"Silence and awe.”
Dan Cole’s dry, self-deprecating sense of humour keeps you on your toes. Usually, his signpost for sarcasm is an impish grin that cuts through his deadpan demeanour.
But here, recalling how he reacted to coming across Martin Johnson during his academy days at Leicester Tigers, Cole’s face remains straight.
“We probably integrated with the first team at 19 or 20,” he continues. “I remember an early session under Pat Howard. It was a clear-out drill. My job was to hold a tackle bag and be a body, basically – getting hit by the senior boys.”
Immediately after Cole was snapped up from junior club South Leicester, just two miles away from the Tigers’ training centre, a certain set of principles were impressed on him. Welford Road favourites Dusty Hare, Neil Back and Richard Cockerill oversaw Cole’s early development.
When he rocketed to an England debut at 22, on the back of a storming season that began on loan at second-tier Nottingham, his coaches were Johnson, Graham Rowntree and John Wells. The Leicester way, which values grounded graft and abrasive forward play more than any other, provided a perfect nursery.
“As a kid reaching the first team, we got to four or five Premiership finals on the bounce,” Cole says. “It isn’t a bad place to learn your trade. Tigers have been renowned for our packs, so if you love that side of the game, you’ll suit the club well.
“Supporters appreciate front-rowers.

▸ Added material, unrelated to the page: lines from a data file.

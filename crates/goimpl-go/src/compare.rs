//! Classifying interface methods against a concrete method set.

use tracing::debug;

use goimpl_syntax::MethodSpec;

use crate::error::{StubError, StubResult};
use crate::expand::MethodGroup;
use crate::method_set::MethodSet;
use crate::program::{Program, Scope};
use crate::resolve::method_shape;

/// An interface method the concrete type lacks.
#[derive(Debug, Clone)]
pub struct MissingMethod<'p> {
    /// Where the method's signature was written.
    pub scope: Scope<'p>,
    pub method: MethodSpec,
    /// `importpath.Name` of the interface that declared it.
    pub interface: String,
}

/// Collect the methods of `groups` that `set` does not have, in group order.
///
/// A method that is present with a different signature fails the whole
/// comparison.
pub fn find_missing<'p>(
    program: &'p Program,
    groups: &[MethodGroup<'p>],
    set: &MethodSet<'p>,
) -> StubResult<Vec<MissingMethod<'p>>> {
    let mut missing = Vec::new();
    for group in groups {
        for method in &group.methods {
            let Some(have) = set.get(&method.name) else {
                debug!("{}: {} missing", group.interface, method.name);
                missing.push(MissingMethod {
                    scope: group.scope,
                    method: method.clone(),
                    interface: group.interface.clone(),
                });
                continue;
            };

            let want = method_shape(program, group.scope, &method.sig);
            let got = method_shape(program, have.scope, &have.sig);
            if want != got {
                return Err(StubError::SignatureMismatch {
                    name: method.name.clone(),
                    want: want.to_string(),
                    have: got.to_string(),
                });
            }
            debug!("{}: {} present", group.interface, method.name);
        }
    }
    Ok(missing)
}

#[cfg(test)]
mod tests {
    use super::*;
    use crate::expand::{expand, Claimed};
    use crate::method_set::method_set;
    use crate::source::MemorySource;
    use goimpl_core::types::TypeRef;

    const API: &str = "package api\n\nimport \"example.com/models\"\n\ntype Store interface {\n\tGet(id string) (*models.Item, error)\n\tPut(item *models.Item) error\n\tList(prefix string, limit ...int) []models.Item\n}\n";
    const MODELS: &str = "package models\n\ntype Item struct{}\n";
    const IMPL: &str = "package impl\n\nimport (\n\tm \"example.com/models\"\n)\n\ntype Partial struct{}\n\nfunc (p *Partial) Get(key string) (*m.Item, error) { return nil, nil }\n\ntype Wrong struct{}\n\nfunc (w Wrong) Put(item m.Item) error { return nil }\n\ntype Slice struct{}\n\nfunc (s *Slice) List(prefix string, limit []int) []m.Item { return nil }\n";

    fn program() -> Program {
        let source = MemorySource::new()
            .with_file("example.com/api", "api.go", API)
            .with_file("example.com/models", "models.go", MODELS)
            .with_file("example.com/impl", "impl.go", IMPL);
        Program::load(&source, &["example.com/api", "example.com/impl"]).unwrap()
    }

    fn missing(program: &Program, concrete: &str) -> StubResult<Vec<String>> {
        let iface = program
            .lookup(&TypeRef::new("example.com/api", "Store"))
            .unwrap();
        let decl = program
            .lookup(&TypeRef::new("example.com/impl", concrete))
            .unwrap();
        let (groups, _) = expand(program, iface, Claimed::new())?;
        let set = method_set(program, decl)?;
        Ok(find_missing(program, &groups, &set)?
            .into_iter()
            .map(|m| m.method.name)
            .collect())
    }

    #[test]
    fn present_methods_match_across_aliases() {
        assert_eq!(missing(&program(), "Partial").unwrap(), ["Put", "List"]);
    }

    #[test]
    fn mismatch_aborts() {
        match missing(&program(), "Wrong") {
            Err(StubError::SignatureMismatch { name, want, have }) => {
                assert_eq!(name, "Put");
                assert_eq!(want, "(*example.com/models.Item) error");
                assert_eq!(have, "(example.com/models.Item) error");
            }
            other => panic!("unexpected: {:?}", other),
        }
    }

    #[test]
    fn variadic_must_match() {
        assert!(matches!(
            missing(&program(), "Slice"),
            Err(StubError::SignatureMismatch { name, .. }) if name == "List"
        ));
    }
}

Coaches want a dominant scrum. Props are not put on a pedestal, though. They don’t tell us that all we have to do is push. We’re expected to do the rest of our work.”
This foundation, and his service since, means Cole is hurting. The 43-0 thrashing against Glasgow Warriors in the Champions Cup two weeks ago encapsulated a trough in Leicester’s recent history that cost Cockerill his job as director of rugby.
Cole would never volunteer as much, but he has become synonymous with Leicester over 171 appearances. The 29-year-old’s measured view on an awkward period carries weight.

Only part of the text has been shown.